В пьесе есть и «другая жизнь». «Обе стороны темного царства чувствуют превосходство этой жизни и то пугаются ее, то привлекаются к ней. Но основы этой жизни, ее  внутренняя сила совершенно непонятны для жалких людей, отвыкших от всякой разумности и правды в своих житейских отношениях» (Н.А. Добролюбов). Речь идет о Параше. В исполнении засл. артистки ЧАССР В. Трифоновой мы видим ее гордой, независимой. Но, к сожалению, мы тоже оказываемся в числе тех, для кого ее внутренняя жизнь совершенно непонятна. Нет определенности, ясности в трактовке образов Гаврилы и Васи (артисты А. Павлов и В. Семенов). В спектакле совершенно независимо живут не только «обе стороны темного царства», но и нет взаимодействия между ними и миром Параши.

   В самом начале разговора об этом спектакле мы уже говорили о двуплановости оформления. Оно как бы обещало нам возможность широких обобщений, выстраивания ассоциативного ряда. Но за время действия и сценической жизни героев так почти и не возникло никаких ассоциаций. И к большому огорчению, нет-нет да и возникал вопрос: «Почему сегодня театр обратился именно к этой пьесе Островского? Почему именно эта пьеса заинтересовала его и какую задачу он перед собой ставил?»

   Не решая новых эстетических задач, театр ограничивался только познавательностью пьесы. Но почему же тогда спектакль так тепло принимается зрителем, не ошибаемся ли мы, вынося ему довольно строгий приговор? Разгадка тут кроется в том, что такой опытнейший режиссер, как народный артист ЧАССР, лауреат государственной премии РСФСР Л. Родионов очень хорошо знает своего зрителя, традиции его воспитания. Тот первый опыт «очувашения» русской классической пьесы, такой интуитивный и случайный, но неожиданно эффективный, пустил глубокие корни. И, очевидно, со временем, безусловно, изменяясь и приобретая более утонченные формы, он переходил в традицию, которая зрителю оказалась дорогой и близкой сердцу. В спектакле «Горячее сердце» мы не найдем  таких прямых параллелей, которыми отличался первый классический спектакль. Но метод вживания национального актера в характер другой национальности очевидно довольно успешно применен режиссером в данном спектакле, отчего герои получились близкими, дорогими для зрителя. Этот спектакль – не новая ступенька в эстетическом воспитании зрителя, а прочное закрепление на достигнутом уровне, закрепление на хорошем драматическом материале, возможность проверить мастерство актеров, выявить те недостатки, преодоление которых впоследствии поможет коллективу сделать шаг вперед.

   Совершенно в иных традициях поставлен спектакль «Нахлебник» по пьесе И. Тургенева в Чувашском республиканском ТЮЗе режиссером А. Васильевым.

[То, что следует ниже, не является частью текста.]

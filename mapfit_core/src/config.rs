//! Configuration file support for Mapfit.
//!
//! Configuration is loaded from `$XDG_CONFIG_HOME/mapfit/config.toml`.

use crate::{Coordinates, Error, Result};
use serde::{Deserialize, Serialize};
use std::path::{Path, PathBuf};

/// Application configuration
#[derive(Clone, Debug, Serialize, Deserialize, Default)]
pub struct Config {
    #[serde(default)]
    pub data: DataConfig,

    #[serde(default)]
    pub map: MapConfig,

    #[serde(default)]
    pub form: FormConfig,
}

/// Data storage configuration
#[derive(Clone, Debug, Serialize, Deserialize)]
pub struct DataConfig {
    #[serde(default = "default_data_dir")]
    pub data_dir: PathBuf,
}

impl Default for DataConfig {
    fn default() -> Self {
        Self {
            data_dir: default_data_dir(),
        }
    }
}

/// Map view configuration
#[derive(Clone, Debug, Serialize, Deserialize)]
pub struct MapConfig {
    #[serde(default = "default_zoom")]
    pub default_zoom: u8,

    #[serde(default = "default_tile_attribution")]
    pub tile_attribution: String,

    /// Fallback position when no geolocation source is available.
    #[serde(default)]
    pub home_position: Option<HomePosition>,
}

impl Default for MapConfig {
    fn default() -> Self {
        Self {
            default_zoom: default_zoom(),
            tile_attribution: default_tile_attribution(),
            home_position: None,
        }
    }
}

/// A configured lat/lng pair
#[derive(Clone, Copy, Debug, Serialize, Deserialize)]
pub struct HomePosition {
    pub lat: f64,
    pub lng: f64,
}

impl From<HomePosition> for Coordinates {
    fn from(p: HomePosition) -> Self {
        Coordinates::new(p.lat, p.lng)
    }
}

/// Form behavior configuration
#[derive(Clone, Debug, Serialize, Deserialize)]
pub struct FormConfig {
    /// Whether an explicit cancel wipes the typed field values. Off by
    /// default, matching the long-standing behavior.
    #[serde(default)]
    pub clear_inputs_on_cancel: bool,
}

impl Default for FormConfig {
    fn default() -> Self {
        Self {
            clear_inputs_on_cancel: false,
        }
    }
}

// Default value functions
fn default_data_dir() -> PathBuf {
    let base = dirs::data_local_dir().unwrap_or_else(|| {
        let home = std::env::var("HOME").expect("HOME environment variable not set");
        PathBuf::from(home).join(".local/share")
    });
    base.join("mapfit")
}

fn default_zoom() -> u8 {
    crate::map::DEFAULT_ZOOM
}

fn default_tile_attribution() -> String {
    "© OpenStreetMap contributors".into()
}

impl Config {
    /// Load configuration from the standard config path
    pub fn load() -> Result<Self> {
        let config_path = Self::default_config_path();
        if config_path.exists() {
            Self::load_from(&config_path)
        } else {
            tracing::info!("No config file found at {:?}, using defaults", config_path);
            Ok(Self::default())
        }
    }

    /// Load configuration from a specific path
    pub fn load_from(path: &Path) -> Result<Self> {
        let contents = std::fs::read_to_string(path)?;
        let config: Config = toml::from_str(&contents)?;
        tracing::info!("Loaded config from {:?}", path);
        Ok(config)
    }

    /// Get the default config file path
    pub fn default_config_path() -> PathBuf {
        let base = dirs::config_dir().unwrap_or_else(|| {
            let home = std::env::var("HOME").expect("HOME environment variable not set");
            PathBuf::from(home).join(".config")
        });
        base.join("mapfit").join("config.toml")
    }

    /// Save the current configuration to a specific path
    pub fn save_to(&self, path: &Path) -> Result<()> {
        if let Some(parent) = path.parent() {
            std::fs::create_dir_all(parent)?;
        }

        let contents = toml::to_string_pretty(self)
            .map_err(|e| Error::Config(format!("Failed to serialize config: {}", e)))?;
        std::fs::write(path, contents)?;
        tracing::info!("Saved config to {:?}", path);
        Ok(())
    }
}
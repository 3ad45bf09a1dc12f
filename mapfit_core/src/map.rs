//! Map and geolocation capability surfaces, plus the controller that
//! tracks view readiness.
//!
//! The mapping library itself is an external collaborator; this module only
//! defines the seam (`MapSurface`) and the readiness bookkeeping around it.
//! Marker placement and re-centering are refused until the view has actually
//! finished initializing, so replaying restored workouts can never race the
//! view setup.

use crate::{Coordinates, Error, Result, Workout};

/// Default zoom level for the initial view and list-to-map navigation.
pub const DEFAULT_ZOOM: u8 = 13;

/// One-shot position lookup. Attempted exactly once per startup; failure
/// surfaces to the user and the map is simply never initialized.
pub trait GeolocationProvider {
    fn current_position(&self) -> Result<Coordinates>;
}

/// The external mapping capability: view control, marker + popup placement,
/// re-centering. Tile-layer registration and attribution rendering belong to
/// the surface implementation.
pub trait MapSurface {
    fn init_view(&mut self, center: Coordinates, zoom: u8) -> Result<()>;

    fn place_marker(&mut self, coords: Coordinates, popup_text: &str, style_class: &str)
        -> Result<()>;

    fn center_on(&mut self, coords: Coordinates, zoom: u8) -> Result<()>;
}

/// Wraps a [`MapSurface`] with an explicit readiness signal.
pub struct MapController<S: MapSurface> {
    surface: S,
    zoom: u8,
    ready: bool,
}

impl<S: MapSurface> MapController<S> {
    pub fn new(surface: S, zoom: u8) -> Self {
        Self {
            surface,
            zoom,
            ready: false,
        }
    }

    /// Initialize the view around `center`. The controller is ready only
    /// after the surface reports success.
    pub fn init_view(&mut self, center: Coordinates) -> Result<()> {
        self.surface.init_view(center, self.zoom)?;
        self.ready = true;
        tracing::info!("Map view initialized at {} (zoom {})", center, self.zoom);
        Ok(())
    }

    pub fn is_ready(&self) -> bool {
        self.ready
    }

    /// Place a marker with the workout's popup text and kind-specific style.
    pub fn place_marker(&mut self, workout: &Workout) -> Result<()> {
        if !self.ready {
            return Err(Error::MapNotReady);
        }
        self.surface.place_marker(
            workout.coordinates,
            &workout.popup_text(),
            workout.kind().popup_class(),
        )
    }

    /// Re-center the view, used for list-to-map navigation.
    pub fn center_on(&mut self, coords: Coordinates) -> Result<()> {
        if !self.ready {
            return Err(Error::MapNotReady);
        }
        self.surface.center_on(coords, self.zoom)
    }
}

Этот спектакль представляет двойной интерес еще и по той причине, что Чувашский ТЮЗ довольно редко обращается к классике. На это, разумеется, есть объективные причины, и все же редкое обращение к классике – одна из основных его бед.

   Работа над пьесой была довольно долгой и тщательной. Несколько раз театр включал пьесу в репертуар, было время – начинал репетировать, но потом откладывал. Но актеры жили предчувствием работы над пьесой, и, очевидно, каждый в меру своей любознательности продолжал самостоятельное знакомство. Этот затянувшийся период подготовки, эта долгая атмосфера вживания актеров в образы, изучения материала принесли свои плоды.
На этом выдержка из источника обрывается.